→ **Your assignment**:
Retype the complete listing exactly as it appears.

□ □ □

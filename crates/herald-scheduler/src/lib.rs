//! `herald-scheduler` — the recurrence-scheduling core.
//!
//! # Overview
//!
//! Entries are persisted to a SQLite `entries` table. The [`sweep::SweepEngine`]
//! polls the store on a fixed tick, delivers every due entry through the
//! injected [`herald_channels::Gateway`], then deletes one-shots and advances
//! recurring entries via [`recurrence::next_occurrence`].
//!
//! # Recurrence variants
//!
//! | Variant   | Behaviour                                            |
//! |-----------|------------------------------------------------------|
//! | `Oneshot` | Delivered once, then deleted                         |
//! | `Daily`   | Advances 24 hours                                    |
//! | `Monthly` | Advances one calendar month, day clamped             |
//! | `Yearly`  | Advances one calendar year, Feb 29 clamped           |
//! | `Custom`  | Advances a fixed positive number of minutes          |
//!
//! Delivery is at-least-once: a successful send followed by a failed store
//! mutation re-delivers on the next sweep. This window is accepted by design.

pub mod db;
pub mod error;
pub mod recurrence;
pub mod store;
pub mod sweep;
pub mod types;

pub use error::{Result, SchedulerError};
pub use recurrence::next_occurrence;
pub use store::EntryStore;
pub use sweep::SweepEngine;
pub use types::{EntryPatch, NewEntry, Recurrence, ScheduledEntry};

□ □ □

→ **Answer to this exercise**:
filename crates/herald-scheduler/src/lib.rs
//! `herald-scheduler` — the recurrence-scheduling core.
//!
//! # Overview
//!
//! Entries are persisted to a SQLite `entries` table. The [`sweep::SweepEngine`]
//! polls the store on a fixed tick, delivers every due entry through the
//! injected [`herald_channels::Gateway`], then deletes one-shots and advances
//! recurring entries via [`recurrence::next_occurrence`].
//!
//! # Recurrence variants
//!
//! | Variant   | Behaviour                                            |
//! |-----------|------------------------------------------------------|
//! | `Oneshot` | Delivered once, then deleted                         |
//! | `Daily`   | Advances 24 hours                                    |
//! | `Monthly` | Advances one calendar month, day clamped             |
//! | `Yearly`  | Advances one calendar year, Feb 29 clamped           |
//! | `Custom`  | Advances a fixed positive number of minutes          |
//!
//! Delivery is at-least-once: a successful send followed by a failed store
//! mutation re-delivers on the next sweep. This window is accepted by design.

pub mod db;
pub mod error;
pub mod recurrence;
pub mod store;
pub mod sweep;
pub mod types;

pub use error::{Result, SchedulerError};
pub use recurrence::next_occurrence;
pub use store::EntryStore;
pub use sweep::SweepEngine;
pub use types::{EntryPatch, NewEntry, Recurrence, ScheduledEntry};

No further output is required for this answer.